As this wave of tracking litigation continues, we have seen plaintiffs continue to cast an increasingly wide net, targeting all types of consumer-facing websites. State wiretapping laws have also been used as the basis for numerous claims related to the alleged sharing of data—including online chat conversations, button clicks, or other website activity—with third parties. Similarly, use of session replay, software that monitors and records web-user activity such as keystrokes, clicks, and scrolling, can also underlie a wiretapping claim. While we haven’t seen many lawsuits based on such claims make it to the discovery stage—due to the lack of damages—companies can help avoid the legal fight by confirming that they have appropriate consent mechanisms in place for such data use and appropriate agreements in place with any third party service providers with whom data is shared.

Data Breach Litigation

Class actions following on the heels of massive data breaches have also permeated throughout the courts this year. Each day seems to bring with it a new proposed class action in the same vein. For instance, a May cyberattack on Progress Software Corp. led to a swath of lawsuits not just against itself, but a proposed federal class action against Sutter Health and WellTok, Inc. for exposing patient data to the risk of data theft and for delay in notifying affected patients once the breach had been detected. Similarly, a late summer breach of an online pharmacy delivery service inspired numerous class action proposals from plaintiffs who had their information exposed. These represent just a sliver of such post-breach claims being heard in courts across the country. Even the ABA is currently battling it out over a post-breach proposed class action. These suits often allege defendants were negligent in failing to properly secure employee, customer, or user data entrusted to them and failed to implement adequate procedures to protect PII, often invoking HIPAA and/or the FTC Act. Many courts have dismissed such claims, finding that plaintiffs have not met the threshold requirement for standing to bring suit due to the lack of concrete injuries resulting from the exposure of information, but this position is hardly consistent across courts and continues to be fought in many cases.

Looking Forward to 2024

While private class actions have been the headline story all year and we expect this trend to continue, the SEC has signaled it may be ready to move against businesses not sufficiently protecting customer data in the upcoming year. New SEC rules on cybersecurity risk management strategy, governance, and incident disclosure go into effect December 18. Following their going into effect, companies will have to comply with more burdensome incident reporting requirements, requiring disclosure within four business days of a company’s determination that a “material” “cybersecurity incident” has occurred. The new rule also requires annual disclosure of certain information regarding cybersecurity risk management, strategy, and governance.

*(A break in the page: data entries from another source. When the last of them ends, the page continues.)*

use async_trait::async_trait;
use std::collections::BTreeMap;
use std::path::{Path, PathBuf};
use std::sync::Mutex;

use crate::errors::{ToolError, ToolResult};

/// The file workspace the agent operates on. Backed either by a real
/// directory or by an in-memory map; the registry is agnostic to which.
#[async_trait]
pub trait FileSystem: Send + Sync {
    /// Sorted file names in the workspace.
    async fn list(&self) -> ToolResult<Vec<String>>;
    async fn read(&self, name: &str) -> ToolResult<String>;
    /// Create or overwrite a file.
    async fn write(&self, name: &str, content: &str) -> ToolResult<()>;
}

/// In-memory workspace used when no directory is attached.
#[derive(Default)]
pub struct VirtualFileSystem {
    files: Mutex<BTreeMap<String, String>>,
}

impl VirtualFileSystem {
    pub fn new() -> Self {
        Self::default()
    }
}

#[async_trait]
impl FileSystem for VirtualFileSystem {
    async fn list(&self) -> ToolResult<Vec<String>> {
        Ok(self.files.lock().unwrap().keys().cloned().collect())
    }

    async fn read(&self, name: &str) -> ToolResult<String> {
        self.files
            .lock()
            .unwrap()
            .get(name)
            .cloned()
            .ok_or_else(|| ToolError::FileNotFound(name.to_string()))
    }

    async fn write(&self, name: &str, content: &str) -> ToolResult<()> {
        validate_name(name)?;
        self.files
            .lock()
            .unwrap()
            .insert(name.to_string(), content.to_string());
        Ok(())
    }
}

/// Workspace backed by one flat directory on disk.
pub struct LocalFileSystem {
    root: PathBuf,
}

impl LocalFileSystem {
    pub fn new<P: Into<PathBuf>>(root: P) -> Self {
        LocalFileSystem { root: root.into() }
    }

    fn resolve(&self, name: &str) -> ToolResult<PathBuf> {
        validate_name(name)?;
        Ok(self.root.join(name))
    }
}

// File names come from the model; keep them inside the workspace root.
fn validate_name(name: &str) -> ToolResult<()> {
    let valid = !name.is_empty()
        && !name.contains(['/', '\\'])
        && name != "."
        && name != ".."
        && Path::new(name).file_name().is_some();
    if valid {
        Ok(())
    } else {
        Err(ToolError::InvalidParameters(format!(
            "'{}' is not a valid file name",
            name
        )))
    }
}

#[async_trait]
impl FileSystem for LocalFileSystem {
    async fn list(&self) -> ToolResult<Vec<String>> {
        let mut dir = tokio::fs::read_dir(&self.root)
            .await
            .map_err(|e| ToolError::ExecutionFailed(format!("could not list workspace: {}", e)))?;

        let mut names = Vec::new();
        while let Some(entry) = dir
            .next_entry()
            .await
            .map_err(|e| ToolError::ExecutionFailed(e.to_string()))?
        {
            let is_file = entry
                .file_type()
                .await
                .map(|t| t.is_file())
                .unwrap_or(false);
            if is_file {
                names.push(entry.file_name().to_string_lossy().into_owned());
            }
        }
        names.sort();
        Ok(names)
    }

    async fn read(&self, name: &str) -> ToolResult<String> {
        let path = self.resolve(name)?;
        tokio::fs::read_to_string(&path)
            .await
            .map_err(|_| ToolError::FileNotFound(name.to_string()))
    }

    async fn write(&self, name: &str, content: &str) -> ToolResult<()> {
        let path = self.resolve(name)?;
        tokio::fs::write(&path, content)
            .await
            .map_err(|e| ToolError::ExecutionFailed(format!("could not write {}: {}", name, e)))
    }
}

Additionally, the expected proliferation of generative AI in the coming year could set the stage for a wave of privacy lawsuits relying on state privacy laws such as, but not limited to, BIPA and California’s CCPA as well as the Electronic Communications Privacy Act. Because generative AI tools often rely on web-scraping, companies behind their development can run the risk of harvesting vast amounts of sensitive data, including biometric or other sensitive information, without providing notice to those whose information is being aggregated. Though there is some legal precedent upholding the lawfulness of scraping publicly available data in certain circumstances, the arguments for and against have not faced widespread testing across courts. Finding an appropriate balance between protecting individual privacy and supporting rapid technological innovation will surely keep the courts busy next year.